Je me souviens de Chamberland alors qu’il écrivait pour la revue Mainmise. Il avait fondé une petite commune. Avant tout, c’est un poète de premier plan, il publie « Terre Québec » en 1964. Il fait l’apologie de la poésie du Québec. En 1965, il publie son célèbre « L’afficheur hurle : La poésie n’existe plus que dans les livres anciens… » (1 ) Désormais, la révolution s’accomplit dans les corps et les consciences.
Le néopuritanisme
Chamberland a écrit un livre audacieux : « Demain les dieux naîtront. » La reconnaissance de l’enfant cosmique. Malheureusement, Chamberland en devenant professeur à l’Université du Québec, préfère oublier cette époque. Que reste-t-il de la contre-culture ? Et du pays Québec ? . Je lui ai parlé à quelques reprises. C’est de l’histoire ancienne, il est passé à autre chose. Son dernier livre est écrit comme un essai où il critique la société. Il ne fait aucun compromis : « Un insidieux sentiment de culpabilité obsède les consciences. Le néopuritanisme actuel est particulièrement toxique et envahissant, car il est dépourvu de normes clairement définies et échappant aux conflits identitaires. » (p. 20 )
Il monte aux barricades. Il voit la fin des temps. Il écrit dans son journal personnel. Il parle de Trump et de son irrépressible rage qui le tenaille à constater l’échec moral qu’est sa propre vie. Il en veut au monde entier. Malgré tout, il cite Christian Bobin (2), « L’économie est une folle qui meurt si elle cesse un instant de marcher. Elle injure le lent et le sacré, tout ce qui l’entrave. » Pas de pitié pour l’être humain d’aujourd’hui devenu matérialiste et athée.

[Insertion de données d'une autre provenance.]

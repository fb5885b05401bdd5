/// `user_profile` -> `UserProfile`. Only underscores separate words, and only
/// the first character of each word changes case.
pub fn to_pascal_case(name: &str) -> String {
    name.split('_').map(capitalize).collect()
}

fn capitalize(word: &str) -> String {
    let mut chars = word.chars();
    match chars.next() {
        Some(first) => first.to_uppercase().chain(chars).collect(),
        None => String::new(),
    }
}

/// `user_profile` -> `userProfile`.
pub fn to_camel_case(name: &str) -> String {
    let pascal = to_pascal_case(name);
    let mut chars = pascal.chars();
    match chars.next() {
        Some(first) => first.to_lowercase().chain(chars).collect(),
        None => String::new(),
    }
}

pub fn pluralize(word: &str) -> String {
    if let Some(stem) = word.strip_suffix('y') {
        return format!("{stem}ies");
    }

    if ["s", "sh", "ch", "x", "z"]
        .iter()
        .any(|suffix| word.ends_with(suffix))
    {
        return format!("{word}es");
    }

    format!("{word}s")
}

/// Inverse of [`pluralize`] for the words it produces. Words that don't look
/// plural come back unchanged.
pub fn singularize(word: &str) -> String {
    if let Some(stem) = word.strip_suffix("ies") {
        if !stem.is_empty() {
            return format!("{stem}y");
        }
    }

    for suffix in ["ses", "shes", "ches", "xes", "zes"] {
        if word.ends_with(suffix) {
            return word[..word.len() - 2].to_string();
        }
    }

    match word.strip_suffix('s') {
        Some(stem) if !stem.is_empty() && !stem.ends_with('s') => stem.to_string(),
        _ => word.to_string(),
    }
}
#[cfg(test)]
mod tests {
    use std::path::PathBuf;

    use super::*;
    use pretty_assertions::assert_eq;

    fn route(method: &str, path: &str) -> RouteInfo {
        RouteInfo {
            method: method.to_string(),
            path: path.to_string(),
            param_names: crate::hooks::route::path_params(path),
            ..RouteInfo::default()
        }
    }

    #[test]
    fn hook_names() {
        let cases = [
            ("GET", "/", "useGetWidgets"),
            ("POST", "/", "useCreateWidget"),
            ("GET", "/:id", "useGetWidget"),
            ("PATCH", "/:id", "useUpdateWidget"),
            ("PUT", "/:id", "useUpdateWidget"),
            ("DELETE", "/:id", "useDeleteWidget"),
            ("GET", "/:id/series", "useGetWidgetSeries"),
            ("POST", "/:id/comments", "useCreateWidgetComment"),
            ("DELETE", "/:id/comments/:commentId", "useDeleteWidgetComment"),
            ("GET", "/search", "useGetWidgetsSearch"),
            ("POST", "/import/:sourceId", "usePostWidgetsImportBySourceId"),
        ];
        for (method, path, expected) in cases {
            assert_eq!(hook_name("widgets", &route(method, path)), expected, "{method} {path}");
        }
        assert_eq!(hook_name("data-sources", &route("GET", "/:id")), "useGetDataSource");
    }

    #[test]
    fn cleans_paths() {
        assert_eq!(cleaned_path("/:id"), "/");
        assert_eq!(cleaned_path("/:id/comments/:commentId"), "/comments");
        assert_eq!(cleaned_path("/search"), "/search");
    }

    #[test]
    fn request_types() {
        let mut update = route("PATCH", "/:id");
        update.has_json = true;
        update.json_schema = Some(String::from("z.object({ title: z.string().optional() })"));
        assert_eq!(
            request_type(&update).unwrap().unwrap(),
            "{ param: { id: string }; json: { title: string | undefined } }"
        );

        let mut typed = route("GET", "/:id");
        typed.has_params = true;
        typed.params_schema = Some(String::from("{ id: string }"));
        assert_eq!(request_type(&typed).unwrap().unwrap(), "{ param: { id: string } }");

        assert_eq!(request_type(&route("GET", "/")).unwrap(), None);

        let mut unresolved = route("POST", "/");
        unresolved.has_json = true;
        unresolved.json_schema = Some(String::from("createWidgetSchema"));
        assert!(matches!(
            request_type(&unresolved),
            Err(RequestTypeError::NotASchema(_))
        ));
    }

    fn info(routes: Vec<RouteInfo>) -> ConfigInfo {
        ConfigInfo {
            route_name: String::from("widgets"),
            module_name: String::from("widgets"),
            source: PathBuf::from("src/modules/widgets/route.config.ts"),
            routes,
        }
    }

    #[test]
    fn writes_query_hook() {
        let mut get = route("GET", "/:id");
        get.has_params = true;
        get.params_schema = Some(String::from("z.object({ id: z.string() })"));
        get.query_options = Some(String::from("{ staleTime: 30_000 }"));

        let config = HooksConfig::default();
        let info = info(vec![get]);
        let out = HookWriter::new(&info, &config).write();

        assert_eq!(
            out,
            r#"// Generated from route.config.ts. Do not edit by hand.
import { useQuery } from "@tanstack/react-query";
import type { InferRequestType, InferResponseType } from "hono/client";
import { client } from "@/lib/rpc";

export type GetWidgetRequest = { param: { id: string } };
export type GetWidgetResponse = InferResponseType<(typeof client.api)["widgets"][":id"]["$get"]>;

export function useGetWidget(args: GetWidgetRequest) {
  return useQuery({
    queryKey: ["widgets", "/", args] as const,
    queryFn: async (): Promise<GetWidgetResponse> => {
      const res = await client.api["widgets"][":id"].$get(args);
      if (!res.ok) {
        throw new Error(`GET /widgets/:id failed with status ${res.status}`);
      }
      return res.json();
    },
    ...{ staleTime: 30_000 },
  });
}
"#
        );
    }

    #[test]
    fn writes_mutation_hook_with_fallback() {
        let mut create = route("POST", "/");
        create.has_json = true;
        create.json_schema = Some(String::from("createWidgetSchema"));
        create.mutation_options = Some(String::from("mutationDefaults"));

        let config = HooksConfig::default();
        let info = info(vec![create, route("DELETE", "/:id")]);
        let out = HookWriter::new(&info, &config).write();

        assert!(out.contains(
            "import { useMutation, useQueryClient } from \"@tanstack/react-query\";"
        ));
        assert!(out.contains(
            "export type CreateWidgetRequest = InferRequestType<(typeof client.api)[\"widgets\"][\"$post\"]>;"
        ));
        assert!(out.contains("return useMutation<CreateWidgetResponse, Error, CreateWidgetRequest>({"));
        assert!(out.contains("const res = await client.api[\"widgets\"].$post(args);"));
        assert!(out.contains("queryClient.invalidateQueries({ queryKey: [\"widgets\"] });"));
        assert!(out.contains("    ...mutationDefaults,\n"));
        assert!(out.contains("export type DeleteWidgetRequest = { param: { id: string } };"));
        assert!(out.contains("export function useDeleteWidget() {"));
    }

    #[test]
    fn colliding_names_get_suffixes() {
        let config = HooksConfig::default();
        let info = info(vec![route("GET", "/:id"), route("GET", "/:slug")]);
        let out = HookWriter::new(&info, &config).write();
        assert!(out.contains("export function useGetWidget(args: GetWidgetRequest)"));
        assert!(out.contains("export function useGetWidget2(args: GetWidget2Request)"));
    }
}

De partout, une envahissante putréfaction d’affects semble faire de la terre un marécage empoisonné. « Et la dislocation des liens sociaux, même les plus familiers en aggrave la contagion. » (p. 34 )
Le vide existentiel
Chamberland le poète est devenu le poète de la désillusion face au monde d’aujourd’hui. Il se tient loin des écrans. Je l’ai rencontré dans un bar, je lui ai parlé de ma poésie. Jamais je ne l’ai vu regarder son cell. Il est là debout à vous écouter. Il s’amuse en ridiculisant Mark Zuckerberg. « Nous renouvelons sans cesse nos appareils, nos systèmes d’exploitation, nos applications, et une mise à jour n’attend pas l’autre. Il nous faut bien devancer nos concurrents. » (p. 61 )
Plus loin dans le livre, il parlera de nihilisme sans phrase, des fictions dystopiques, de l’intelligence artificielle qui nous assiste de près quand nous avons le regard vissé à l’écran (p. 80 ). Amazon et Facebook sont en train de mettre en place une technodictature planétaire. C’est possible?

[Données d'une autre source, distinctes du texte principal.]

use std::path::PathBuf;
use std::process::ExitCode;

use anyhow::{Context, Result};
use clap::{Parser, Subcommand};
use tracing::{error, info};

use schemagen::{hooks, sdl, HooksConfig, SdlConfig};

/// Schema and data-hook generators.
#[derive(Parser, Debug)]
#[command(author, version, about, long_about = None)]
struct Args {
    /// Log debug detail
    #[arg(short, long, global = true)]
    verbose: bool,

    #[command(subcommand)]
    command: Command,
}

#[derive(Subcommand, Debug)]
enum Command {
    /// Generate a GraphQL schema from the newest SQL migration
    Sdl {
        /// Directory holding the migrations
        #[arg(short, long)]
        migrations_dir: Option<PathBuf>,

        /// Convert this file instead of the newest migration
        #[arg(short, long)]
        input: Option<PathBuf>,

        /// File the schema is written to
        #[arg(short, long)]
        output: Option<PathBuf>,
    },

    /// Generate react-query hooks next to every route config
    Hooks {
        /// Directory to scan, defaults to the current one
        root: Option<PathBuf>,
    },
}

fn init_tracing(verbose: bool) {
    let default_filter = if verbose { "schemagen=debug" } else { "schemagen=info" };
    let filter = tracing_subscriber::EnvFilter::try_from_default_env()
        .unwrap_or_else(|_| tracing_subscriber::EnvFilter::new(default_filter));
    tracing_subscriber::fmt()
        .with_env_filter(filter)
        .with_writer(std::io::stderr)
        .with_target(false)
        .without_time()
        .init();
}

fn run_sdl(
    migrations_dir: Option<PathBuf>,
    input: Option<PathBuf>,
    output: Option<PathBuf>,
) -> Result<()> {
    let mut config = SdlConfig::default();
    if let Some(dir) = migrations_dir {
        config.migrations_dir = dir;
    }
    if let Some(output) = output {
        config.output = output;
    }

    let input = match input {
        Some(input) => input,
        None => sdl::latest_migration(&config.migrations_dir)?,
    };
    sdl::generate_sdl(&input, &config.output)
        .with_context(|| format!("generating schema from {}", input.display()))?;
    Ok(())
}

fn main() -> ExitCode {
    let args = Args::parse();
    init_tracing(args.verbose);

    match args.command {
        Command::Sdl {
            migrations_dir,
            input,
            output,
        } => match run_sdl(migrations_dir, input, output) {
            Ok(()) => ExitCode::SUCCESS,
            Err(err) => {
                error!("❌ {:#}", err);
                ExitCode::FAILURE
            }
        },
        Command::Hooks { root } => {
            let root = root.unwrap_or_else(|| PathBuf::from("."));
            let config = HooksConfig::default();
            let summary = hooks::generate(&root, &config);
            info!(
                "{} written, {} skipped, {} failed",
                summary.written.len(),
                summary.skipped.len(),
                summary.failed.len()
            );
            ExitCode::SUCCESS
        }
    }
}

Il souligne un très beau passage du dernier livre de Christian Bobin, « Le muguet rouge : Triomphe des corps inhabités, acclamation des chiffres, gloire des images idiotes, jamais personne ne se sera autant agenouillé que les modernes prétendument non religieux. »
La beauté du monde
J’aimerais tant qu’on revienne aux choses essentielles. Je cite Christian Lapointe dans Le Devoir :
« Notre société, libérée du joug des dogmes religieux, une société accueillante, aidante, solidaire, profondément pacifiste, n’a qu’un peu plus de soixante ans. Elle est toute jeune et déjà elle s’est taillé une place parmi les autres même sans être maître de tous ses moyens pour y parvenir… Il faut nous réveiller de notre torpeur et rappeler à ceux qui parlent de bois que nous sommes faits de feu.» (3 )
Note
Paul Chamberland, poète (Longueuil, Québec, 16 mai 1939). Chamberland est l’un des poètes québécois les plus iconoclastes des années 60 et l’essayistes les plus novateurs des années 70. Ses premiers recueils de poésie, « Genèses » (1962), « Le Pays » (1963, en collaboration), « Terre Québec » (1964), « L’Afficheur hurle » (1965) et « L’Inavouable » (1968) sont l’écho d’un « besoin sauvage de libération ». Après 1968, il rejette la politique « unidimensionnelle », et en tant que prophète et mystique il annonce l’arrivée du« Royaume » et nomme les « Agents du futur » : les Hommenfandieux et Essaimour.
Certains des ses livres sont écrits sous forme de manifestes, comme « Éclats de la pierre noire d’où rejaillit ma vie » (1972) et « Demain les dieux naîtront » (1974). Il a été écrivain-animateur à la « Fabrike d’ékriture » et a collaboré aux revues Mainmise et Hobo-Québec.
Paul Chamberland, Halte à l’avancée de l’inhumain, Éditions Mains Libres 2024.